Your instructions
Filter these entries down to lines holding "ReportingConfig".

Records supplied
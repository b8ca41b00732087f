// Author: Eshan Roy
// SPDX-License-Identifier: MIT

//! Git integration module.
//!
//! History is read through libgit2; fetching shells out to git.

pub mod commands;
mod repo;

pub use commands::{fetch_full_history, fetch_head_only};
pub use repo::{open_repo, Repository};

#[cfg(test)]
pub(crate) use repo::test_support;
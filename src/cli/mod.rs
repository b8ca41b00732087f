// Author: Eshan Roy
// SPDX-License-Identifier: MIT

//! CLI module for merge-checks.
//!
//! This module handles command-line argument parsing and command dispatch.

pub mod args;
mod dispatch;

pub use args::{Cli, Commands, OutputFormat, RunEnvironment};
pub use dispatch::run;
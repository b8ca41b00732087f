// Author: Eshan Roy
// SPDX-License-Identifier: MIT

//! One merge-checks run: pending status, resolution, evaluation, verdict.

use crate::checks::{Evaluator, Verdict};
use crate::config::ReportingConfig;
use crate::error::Result;
use crate::resolver::{Resolution, Resolver};
use crate::status::{StatusSink, StatusState};

/// Verdict of a run and the exit code it maps to.
#[derive(Debug, Clone, PartialEq, Eq)]
pub struct RunOutcome {
    pub verdict: Verdict,
    pub exit_code: i32,
}

/// Drives a single branch comparison from start to finish.
pub struct Runner {
    resolver: Resolver,
    evaluator: Evaluator,
    sink: Box<dyn StatusSink>,
    reporting: ReportingConfig,
}

impl Runner {
    /// Assemble a runner.
    pub fn new(
        resolver: Resolver,
        evaluator: Evaluator,
        sink: Box<dyn StatusSink>,
        reporting: ReportingConfig,
    ) -> Self {
        Self {
            resolver,
            evaluator,
            sink,
            reporting,
        }
    }

    /// Check `head` against `base_ref` and publish the verdict.
    ///
    /// Transport failures are returned as errors. Nothing is posted after
    /// `pending` when resolution fails.
    pub fn run(&self, head: &str, base_ref: Option<&str>) -> Result<RunOutcome> {
        self.sink
            .publish(StatusState::Pending, &self.reporting.pending_description)?;

        let verdict = match self.resolver.resolve(base_ref, head)? {
            Resolution::Identical { .. } => Verdict::no_commits(),
            Resolution::Range { commits, .. } => self.evaluator.evaluate_detailed(&commits),
        };
        let result = &verdict.result;
        tracing::info!("Checks summary: {}", result.summary);

        self.sink
            .publish(StatusState::from_verdict(result.passed), &result.summary)?;

        Ok(RunOutcome {
            exit_code: self.reporting.mode.exit_code(result.passed),
            verdict,
        })
    }
}

#[cfg(test)]
mod tests {
    use super::*;
    use crate::checks::{Check, CheckResult, Violation};
    use crate::commit::CommitRecord;
    use crate::config::ReportingMode;
    use crate::error::HostingError;
    use crate::resolver::CommitSource;
    use std::cell::{Cell, RefCell};
    use std::rc::Rc;

    type Posted = Rc<RefCell<Vec<(StatusState, String)>>>;

    struct RecordingSink {
        posted: Posted,
        fail_pending: bool,
    }

    impl StatusSink for RecordingSink {
        fn publish(&self, state: StatusState, description: &str) -> Result<()> {
            if self.fail_pending && state == StatusState::Pending {
                return Err(HostingError::Unauthorized {
                    url: "statuses".to_string(),
                    status: 401,
                }
                .into());
            }
            self.posted
                .borrow_mut()
                .push((state, description.to_string()));
            Ok(())
        }
    }

    struct StubSource {
        base: String,
        messages: Vec<(&'static str, usize)>,
        fail: bool,
        calls: Rc<Cell<usize>>,
    }

    impl CommitSource for StubSource {
        fn name(&self) -> &'static str {
            "stub"
        }

        fn base_revision(&self, _base_ref: Option<&str>) -> Result<String> {
            self.calls.set(self.calls.get() + 1);
            if self.fail {
                return Err(HostingError::Transport {
                    url: "compare".to_string(),
                    message: "connection reset".to_string(),
                }
                .into());
            }
            Ok(self.base.clone())
        }

        fn commits(&self, base: &str, _head: &str) -> Result<Vec<CommitRecord>> {
            Ok(self
                .messages
                .iter()
                .map(|(message, parents)| {
                    CommitRecord::new("987xyz", *message, vec![base.to_string(); *parents])
                })
                .collect())
        }
    }

    #[derive(Debug)]
    struct CountingCheck(Rc<Cell<usize>>);

    impl Check for CountingCheck {
        fn name(&self) -> &'static str {
            "counting"
        }

        fn run(&self, _commits: &[CommitRecord]) -> Option<Violation> {
            self.0.set(self.0.get() + 1);
            None
        }

        fn pass_message(&self) -> &'static str {
            "counted"
        }
    }

    fn source(messages: Vec<(&'static str, usize)>) -> StubSource {
        StubSource {
            base: "123abc".to_string(),
            messages,
            fail: false,
            calls: Rc::new(Cell::new(0)),
        }
    }

    fn runner(source: StubSource, mode: ReportingMode) -> (Runner, Posted) {
        runner_with(source, Evaluator::default(), mode, false)
    }

    fn runner_with(
        source: StubSource,
        evaluator: Evaluator,
        mode: ReportingMode,
        fail_pending: bool,
    ) -> (Runner, Posted) {
        let posted: Posted = Rc::new(RefCell::new(Vec::new()));
        let sink = RecordingSink {
            posted: posted.clone(),
            fail_pending,
        };
        let reporting = ReportingConfig {
            mode,
            ..ReportingConfig::default()
        };
        let runner = Runner::new(
            Resolver::new(Box::new(source)),
            evaluator,
            Box::new(sink),
            reporting,
        );
        (runner, posted)
    }

    #[test]
    fn test_result_state_success() {
        let (runner, posted) = runner(
            source(vec![("feat(component): subject", 1)]),
            ReportingMode::StatusOnly,
        );

        let outcome = runner.run("987xyz", None).unwrap();

        assert_eq!(outcome.verdict.result, CheckResult::pass("All checks passed"));
        assert_eq!(outcome.exit_code, 0);
        assert_eq!(
            *posted.borrow(),
            vec![
                (StatusState::Pending, "Merge checks running".to_string()),
                (StatusState::Success, "All checks passed".to_string()),
            ]
        );
    }

    #[test]
    fn test_result_state_failure_status_only() {
        let (runner, posted) = runner(
            source(vec![("fixup! feat(component): subject", 1)]),
            ReportingMode::StatusOnly,
        );

        let outcome = runner.run("987xyz", None).unwrap();

        assert_eq!(outcome.exit_code, 0);
        assert_eq!(
            posted.borrow()[1],
            (
                StatusState::Failure,
                "1 fixup and 0 squash commits found".to_string()
            )
        );
    }

    #[test]
    fn test_result_state_failure_exit_code() {
        let (runner, posted) = runner(
            source(vec![("feat(component): subject", 2)]),
            ReportingMode::ExitCode,
        );

        let outcome = runner.run("987xyz", None).unwrap();

        assert_eq!(outcome.verdict.result, CheckResult::fail("Contains merge commits"));
        assert_eq!(outcome.exit_code, 1);
        assert_eq!(posted.borrow()[0].0, StatusState::Pending);
        assert_eq!(posted.borrow()[1].0, StatusState::Failure);
    }

    #[test]
    fn test_identical_head_is_trivial_pass() {
        let evaluated = Rc::new(Cell::new(0));
        let evaluator = Evaluator::with_checks(vec![Box::new(CountingCheck(evaluated.clone()))]);
        let (runner, posted) = runner_with(
            source(vec![("feat(component): subject", 1)]),
            evaluator,
            ReportingMode::ExitCode,
            false,
        );

        let outcome = runner.run("123abc", Some("master")).unwrap();

        assert_eq!(outcome.verdict.result, CheckResult::pass("No commits to check"));
        assert_eq!(outcome.exit_code, 0);
        assert_eq!(evaluated.get(), 0);
        assert_eq!(
            posted.borrow()[1],
            (StatusState::Success, "No commits to check".to_string())
        );
    }

    #[test]
    fn test_resolver_failure_leaves_only_pending() {
        let mut broken = source(vec![]);
        broken.fail = true;
        let (runner, posted) = runner(broken, ReportingMode::StatusOnly);

        assert!(runner.run("987xyz", None).is_err());
        assert_eq!(
            *posted.borrow(),
            vec![(StatusState::Pending, "Merge checks running".to_string())]
        );
    }

    #[test]
    fn test_failed_run_keeps_offenders() {
        let (runner, _posted) = runner(
            source(vec![("update stuff", 1), ("feat(component): subject", 1)]),
            ReportingMode::ExitCode,
        );

        let outcome = runner.run("987xyz", None).unwrap();

        assert_eq!(outcome.verdict.failed_check, Some("message-format"));
        assert_eq!(outcome.verdict.offenders, vec!["update stuff".to_string()]);
        assert_eq!(outcome.verdict.commit_count, 2);
    }

    #[test]
    fn test_pending_failure_posts_nothing() {
        let stub = source(vec![("feat(component): subject", 1)]);
        let calls = stub.calls.clone();
        let (runner, posted) =
            runner_with(stub, Evaluator::default(), ReportingMode::StatusOnly, true);

        assert!(runner.run("987xyz", None).is_err());
        assert!(posted.borrow().is_empty());
        assert_eq!(calls.get(), 0);
    }
}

Solution to this task
use crate::config::ReportingConfig;
    reporting: ReportingConfig,
        reporting: ReportingConfig,
        let reporting = ReportingConfig {
            ..ReportingConfig::default()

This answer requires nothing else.